According to a report from Phys Org, researchers from Yale University were able to identify two sets of neurons in the brains that triggers predatory hunting: one in the amygdala that spurs on the animal to chase after prey and another that gets them to use their jaw and neck muscles to bite and kill.
Furthermore, the team found a way to control the mice's urges. Using optogenetics, which is a method of tweaking the neurons so they respond to laser light, they were able to activate the sets of neurons that gets the mice into "kill mode". The researchers discovered that when the laser is turned off, the creatures exhibited regular behavior.

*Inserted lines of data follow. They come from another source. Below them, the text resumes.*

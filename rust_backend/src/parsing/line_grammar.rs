//! Line grammars for the free-text list fields of a campaign document.
//!
//! Several fields of the `INP*` document are YAML lists whose entries are
//! loosely formatted text lines:
//!
//! | field                         | line shape                                      |
//! |-------------------------------|-------------------------------------------------|
//! | `FORCE_SNRMAX`                | `5.0 [4200, 4800]`                              |
//! | `MJD_SEASON`                  | `61400 61800`                                   |
//! | `TIERS`                       | `DEEP/2 10.0 -44.0 RZYJ [1,2] [5] [0.5,0.8]`    |
//! | `TEXPOSE_PRISM`               | `DEEP [900, 1800]`                              |
//! | `BBC.MUOPT`                   | `/HIGHZ/ idsurvey_select=3`                     |
//! | `SIM.PRESCALE_TRANSIENT_LIST` | `IIL/0.5`                                       |
//!
//! Each grammar returns typed records or a [`SummaryError::Parse`] naming the
//! field and the offending line. A single bad line fails the whole field.

use once_cell::sync::Lazy;
use regex::{Captures, Regex};
use std::collections::BTreeMap;
use std::str::FromStr;

use crate::core::domain::{ForceSnrMax, MjdSeason, MuOpt, Tier};
use crate::error::{SummaryError, SummaryResult};

/// Signed decimal with optional exponent.
const NUM: &str = r"[+-]?(?:\d+\.?\d*|\.\d+)(?:[eE][+-]?\d+)?";

static FORCE_SNRMAX_RE: Lazy<Regex> = Lazy::new(|| {
    Regex::new(&format!(
        r"^\s*(?P<snr>{NUM})\s+\[\s*(?P<lam0>{NUM})\s*,\s*(?P<lam1>{NUM})\s*\]"
    ))
    .expect("FORCE_SNRMAX pattern compiles")
});

static MJD_SEASON_RE: Lazy<Regex> = Lazy::new(|| {
    Regex::new(&format!(r"^\s*(?P<mjd0>{NUM})\s+(?P<mjd1>{NUM})"))
        .expect("MJD_SEASON pattern compiles")
});

static TIER_RE: Lazy<Regex> = Lazy::new(|| {
    Regex::new(&format!(
        r"^\s*(?P<tier>[^/\s]+)(?:/\d+)?\s+(?P<ra>{NUM})\s+(?P<dec>{NUM})\s+(?P<bands>\S+)\s+\[(?P<relarea>[^\]]+)\]\s*\[(?P<dt_visit>[^\]]+)\]\s*\[(?P<z_snrmatch>[^\]]+)\]"
    ))
    .expect("TIERS pattern compiles")
});

static TEXPOSE_RE: Lazy<Regex> = Lazy::new(|| {
    Regex::new(r"^\s*(?P<tier>\S+?)\s*\[(?P<texplist>[^\]]+)\]").expect("TEXPOSE_PRISM pattern compiles")
});

static MUOPT_RE: Lazy<Regex> = Lazy::new(|| {
    Regex::new(r"^\s*(?P<name>.*)\s+idsurvey_select=(?P<id>[+-]?\d+)")
        .expect("MUOPT pattern compiles")
});

// Upstream sometimes writes a MUOPT line with no name at all.
static MUOPT_UNNAMED_RE: Lazy<Regex> = Lazy::new(|| {
    Regex::new(r"^\s*idsurvey_select=(?P<id>[+-]?\d+)").expect("MUOPT fallback pattern compiles")
});

static PRESCALE_RE: Lazy<Regex> =
    Lazy::new(|| Regex::new(r"^\s*([^/]+)/(.*)$").expect("prescale pattern compiles"));

/// Name given to MUOPT lines that carry only `idsurvey_select=`.
pub const UNNAMED_MUOPT: &str = "(unnamed)";

fn parse_error(field: &'static str, line: &str) -> SummaryError {
    SummaryError::Parse {
        field,
        line: line.to_string(),
    }
}

fn capture<T: FromStr>(caps: &Captures, group: &str, field: &'static str, line: &str) -> SummaryResult<T> {
    caps.name(group)
        .and_then(|m| m.as_str().trim().parse().ok())
        .ok_or_else(|| parse_error(field, line))
}

/// Split a comma-separated list, as found between brackets.
fn parse_list<T: FromStr>(text: &str, field: &'static str, line: &str) -> SummaryResult<Vec<T>> {
    text.split(',')
        .map(|item| item.trim().parse().map_err(|_| parse_error(field, line)))
        .collect()
}

/// Parse `FORCE_SNRMAX` lines: `<snr> [<lam0>, <lam1>]`.
pub fn parse_force_snrmax<S: AsRef<str>>(lines: &[S]) -> SummaryResult<Vec<ForceSnrMax>> {
    const FIELD: &str = "FORCE_SNRMAX";
    lines
        .iter()
        .map(|line| {
            let line = line.as_ref();
            let caps = FORCE_SNRMAX_RE
                .captures(line)
                .ok_or_else(|| parse_error(FIELD, line))?;
            Ok(ForceSnrMax {
                snr: capture(&caps, "snr", FIELD, line)?,
                lam0: capture(&caps, "lam0", FIELD, line)?,
                lam1: capture(&caps, "lam1", FIELD, line)?,
            })
        })
        .collect()
}

/// Parse `MJD_SEASON` lines: `<mjd0> <mjd1>`.
pub fn parse_mjd_seasons<S: AsRef<str>>(lines: &[S]) -> SummaryResult<Vec<MjdSeason>> {
    const FIELD: &str = "MJD_SEASON";
    lines
        .iter()
        .map(|line| {
            let line = line.as_ref();
            let caps = MJD_SEASON_RE
                .captures(line)
                .ok_or_else(|| parse_error(FIELD, line))?;
            Ok(MjdSeason {
                season_mjd0: capture(&caps, "mjd0", FIELD, line)?,
                season_mjd1: capture(&caps, "mjd1", FIELD, line)?,
            })
        })
        .collect()
}

/// Parse `TEXPOSE_PRISM` lines: `<tier> [<int>, ...]`, keyed by tier name.
pub fn parse_texpose_prism<S: AsRef<str>>(lines: &[S]) -> SummaryResult<BTreeMap<String, Vec<i64>>> {
    const FIELD: &str = "TEXPOSE_PRISM";
    let mut out = BTreeMap::new();
    for line in lines {
        let line = line.as_ref();
        let caps = TEXPOSE_RE
            .captures(line)
            .ok_or_else(|| parse_error(FIELD, line))?;
        let texplist = parse_list(&caps["texplist"], FIELD, line)?;
        out.insert(caps["tier"].to_string(), texplist);
    }
    Ok(out)
}

/// Parse `TIERS` lines and merge in the `TEXPOSE_PRISM` lists by tier name.
///
/// Line shape: `<name>[/<n>] <ra> <dec> <bands> [<relarea,...>] [<dt_visit,...>] [<z_snrmatch,...>]`.
/// The optional `/<n>` suffix is dropped from the name.
pub fn parse_tiers<S: AsRef<str>>(
    lines: &[S],
    texpose_prism: &BTreeMap<String, Vec<i64>>,
) -> SummaryResult<Vec<Tier>> {
    const FIELD: &str = "TIERS";
    lines
        .iter()
        .map(|line| {
            let line = line.as_ref();
            let caps = TIER_RE.captures(line).ok_or_else(|| parse_error(FIELD, line))?;

            let bands: Vec<char> = caps["bands"].chars().collect();
            if !bands.iter().all(char::is_ascii_alphabetic) {
                return Err(parse_error(FIELD, line));
            }

            let name = caps["tier"].to_string();
            let texpose_prism = texpose_prism.get(&name).cloned().unwrap_or_default();
            Ok(Tier {
                ra: capture(&caps, "ra", FIELD, line)?,
                dec: capture(&caps, "dec", FIELD, line)?,
                bands,
                relarea: parse_list(&caps["relarea"], FIELD, line)?,
                dt_visit: parse_list(&caps["dt_visit"], FIELD, line)?,
                z_snrmatch: parse_list(&caps["z_snrmatch"], FIELD, line)?,
                texpose_prism,
                name,
            })
        })
        .collect()
}

/// Parse a single `BBC.MUOPT` line.
///
/// Lines with only `idsurvey_select=<n>` are accepted and named
/// [`UNNAMED_MUOPT`].
pub fn parse_muopt_line(line: &str) -> SummaryResult<MuOpt> {
    const FIELD: &str = "BBC.MUOPT";
    if let Some(caps) = MUOPT_RE.captures(line) {
        let name = caps["name"].trim();
        if !name.is_empty() {
            return Ok(MuOpt {
                name: name.to_string(),
                idsurvey_select: capture(&caps, "id", FIELD, line)?,
            });
        }
    }

    let caps = MUOPT_UNNAMED_RE
        .captures(line)
        .ok_or_else(|| parse_error(FIELD, line))?;
    Ok(MuOpt {
        name: UNNAMED_MUOPT.to_string(),
        idsurvey_select: capture(&caps, "id", FIELD, line)?,
    })
}

/// Build the mu-option list: `standard` first, then `base`, then one entry per line.
pub fn parse_muopt<S: AsRef<str>>(base: &[MuOpt], lines: &[S]) -> SummaryResult<Vec<MuOpt>> {
    let mut muopts = vec![MuOpt::standard()];
    muopts.extend(base.iter().filter(|m| **m != MuOpt::standard()).cloned());
    for line in lines {
        muopts.push(parse_muopt_line(line.as_ref())?);
    }
    Ok(muopts)
}

/// Parse `<type>/<factor>` prescale lines and apply [`apply_prescale_alias`].
pub fn parse_prescales<S: AsRef<str>>(lines: &[S]) -> SummaryResult<BTreeMap<String, f64>> {
    const FIELD: &str = "PRESCALE_TRANSIENT_LIST";
    let mut prescales = BTreeMap::new();
    for line in lines {
        let line = line.as_ref();
        let caps = PRESCALE_RE
            .captures(line)
            .ok_or_else(|| parse_error(FIELD, line))?;
        let factor: f64 = caps[2].trim().parse().map_err(|_| parse_error(FIELD, line))?;
        prescales.insert(caps[1].trim().to_string(), factor);
    }
    apply_prescale_alias(&mut prescales);
    Ok(prescales)
}

/// SNANA's README names the combined type `IIP+IIL` while the prescale list
/// only carries `IIL`; mirror the `IIL` factor under the combined name.
pub fn apply_prescale_alias(prescales: &mut BTreeMap<String, f64>) {
    match prescales.get("IIL").copied() {
        Some(iil) => {
            prescales.insert("IIP+IIL".to_string(), iil);
        }
        None => log::debug!("No IIL prescale listed; IIP+IIL alias not added"),
    }
}

#[cfg(test)]
mod tests {
    use super::*;
    use proptest::prelude::*;

    #[test]
    fn test_force_snrmax() {
        let parsed = parse_force_snrmax(&["5.0 [4200, 4800]", "  10 [9000,  12000.5]"]).unwrap();
        assert_eq!(parsed.len(), 2);
        assert_eq!(parsed[0].snr, 5.0);
        assert_eq!(parsed[0].lam0, 4200.0);
        assert_eq!(parsed[1].lam1, 12000.5);
    }

    #[test]
    fn test_force_snrmax_rejects_garbage() {
        let err = parse_force_snrmax(&["5.0 4200 4800"]).unwrap_err();
        match err {
            SummaryError::Parse { field, line } => {
                assert_eq!(field, "FORCE_SNRMAX");
                assert_eq!(line, "5.0 4200 4800");
            }
            other => panic!("unexpected error {other:?}"),
        }
    }

    #[test]
    fn test_mjd_seasons() {
        let parsed = parse_mjd_seasons(&["61400.5 61800"]).unwrap();
        assert_eq!(parsed[0].season_mjd0, 61400.5);
        assert_eq!(parsed[0].season_mjd1, 61800.0);
        assert!(parse_mjd_seasons(&["61400"]).is_err());
    }

    #[test]
    fn test_tiers_with_suffix_and_texpose() {
        let mut texpose = BTreeMap::new();
        texpose.insert("DEEP".to_string(), vec![900, 1800]);

        let tiers = parse_tiers(
            &[
                "DEEP/2  10.0 -44.0 RZYJ [1, 2] [5.0] [0.5, 0.8]",
                "WIDE 12.5 +3.0 RZ [3,4] [10] [0.3,0.4]",
            ],
            &texpose,
        )
        .unwrap();

        assert_eq!(tiers[0].name, "DEEP");
        assert_eq!(tiers[0].bands, vec!['R', 'Z', 'Y', 'J']);
        assert_eq!(tiers[0].relarea, vec![1, 2]);
        assert_eq!(tiers[0].dt_visit, vec![5.0]);
        assert_eq!(tiers[0].z_snrmatch, vec![0.5, 0.8]);
        assert_eq!(tiers[0].texpose_prism, vec![900, 1800]);
        assert_eq!(tiers[1].dec, 3.0);
        assert!(tiers[1].texpose_prism.is_empty());
    }

    #[test]
    fn test_tiers_reject_bad_list() {
        assert!(parse_tiers(&["DEEP 10 -44 RZ [1,x] [5] [0.5]"], &BTreeMap::new()).is_err());
        assert!(parse_tiers(&["DEEP 10 -44 RZ [1] [5]"], &BTreeMap::new()).is_err());
        assert!(parse_tiers(&["DEEP 10 -44 R,Z [1] [5] [0.5]"], &BTreeMap::new()).is_err());
    }

    #[test]
    fn test_texpose_prism() {
        let parsed = parse_texpose_prism(&["DEEP [900, 1800]", "WIDE[300]"]).unwrap();
        assert_eq!(parsed["DEEP"], vec![900, 1800]);
        assert_eq!(parsed["WIDE"], vec![300]);
        assert!(parse_texpose_prism(&["DEEP 900"]).is_err());
    }

    #[test]
    fn test_muopt_named_and_unnamed() {
        let muopts = parse_muopt(&[], &["/HIGHZ/ idsurvey_select=3", "idsurvey_select=7"]).unwrap();
        assert_eq!(muopts.len(), 3);
        assert_eq!(muopts[0], MuOpt::standard());
        assert_eq!(muopts[1].name, "/HIGHZ/");
        assert_eq!(muopts[1].idsurvey_select, 3);
        assert_eq!(muopts[2].name, UNNAMED_MUOPT);
        assert_eq!(muopts[2].idsurvey_select, 7);
    }

    #[test]
    fn test_muopt_always_starts_with_standard() {
        let muopts = parse_muopt::<&str>(&[MuOpt::standard()], &[]).unwrap();
        assert_eq!(muopts, vec![MuOpt::standard()]);
        assert!(parse_muopt_line("no selector here").is_err());
    }

    #[test]
    fn test_prescales_with_alias() {
        let prescales = parse_prescales(&["IIL/0.25", " Ia/1", "IIn/ 2.5"]).unwrap();
        assert_eq!(prescales["IIL"], 0.25);
        assert_eq!(prescales["IIP+IIL"], 0.25);
        assert_eq!(prescales["Ia"], 1.0);
        assert_eq!(prescales["IIn"], 2.5);
    }

    #[test]
    fn test_prescales_without_iil() {
        let prescales = parse_prescales(&["Ia/1"]).unwrap();
        assert!(!prescales.contains_key("IIP+IIL"));
        assert!(parse_prescales(&["Ia"]).is_err());
        assert!(parse_prescales(&["Ia/abc"]).is_err());
    }

    proptest! {
        #[test]
        fn prop_force_snrmax_roundtrips_tokens(
            snr in 0.0..1000.0f64,
            lam0 in 0.0..30000.0f64,
            lam1 in 0.0..30000.0f64,
        ) {
            let line = format!("{} [{}, {}]", snr, lam0, lam1);
            let parsed = parse_force_snrmax(&[line]).unwrap();
            prop_assert_eq!(parsed[0].snr, snr);
            prop_assert_eq!(parsed[0].lam0, lam0);
            prop_assert_eq!(parsed[0].lam1, lam1);
        }

        #[test]
        fn prop_tier_bands_one_char_per_filter(bands in "[RZYJHFK]{1,7}", n in 1usize..5) {
            let relarea: Vec<String> = (1..=n).map(|i| i.to_string()).collect();
            let line = format!("T1 0.5 -1.5 {} [{}] [5] [0.5]", bands, relarea.join(","));
            let tiers = parse_tiers(&[line], &BTreeMap::new()).unwrap();
            prop_assert_eq!(tiers[0].bands.len(), bands.len());
            prop_assert_eq!(tiers[0].relarea.len(), n);
        }

        #[test]
        fn prop_prescale_alias_matches_iil(x in 0.0..100.0f64) {
            let prescales = parse_prescales(&[format!("IIL/{}", x)]).unwrap();
            prop_assert_eq!(prescales["IIP+IIL"], prescales["IIL"]);
        }
    }
}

It's when the laser is turned on that things get interesting and the mice begin behaving like the walkers from The Walking Dead. The animals chase and bite practically anything around them, even inanimate objects that are of no threat to them like bottle caps and wooden sticks, according to lead investigator Ivan de Araujo who is also an Associate Professor of Psychiatry at the Yale University School of Medicine and an Associate Fellow at the John B. Pierce Laboratory.
"We'd turn the laser on and they'd jump on an object, hold it with their paws and intensively bite it as if they were trying to capture and kill it," Araujo explained. Predatory hunting, he added, is a "major evolutionary player in shaping the brain. There must be some primordial subcortical pathway that connects sensory input to the movement of the jaw and the biting."
The team also experimented by blocking the different sets of neurons one at a time, a report from New Scientist revealed. In blocking the set of neurons assigned to pursue, the animals were found to slow down in chasing the prey although they are still able to go in for the kill. On the other hand, when they blocked the neurons responsible for the jaw and neck, the strength of their bite decreased by 50 percent.
This new study was published in the January 12 issue of Cell.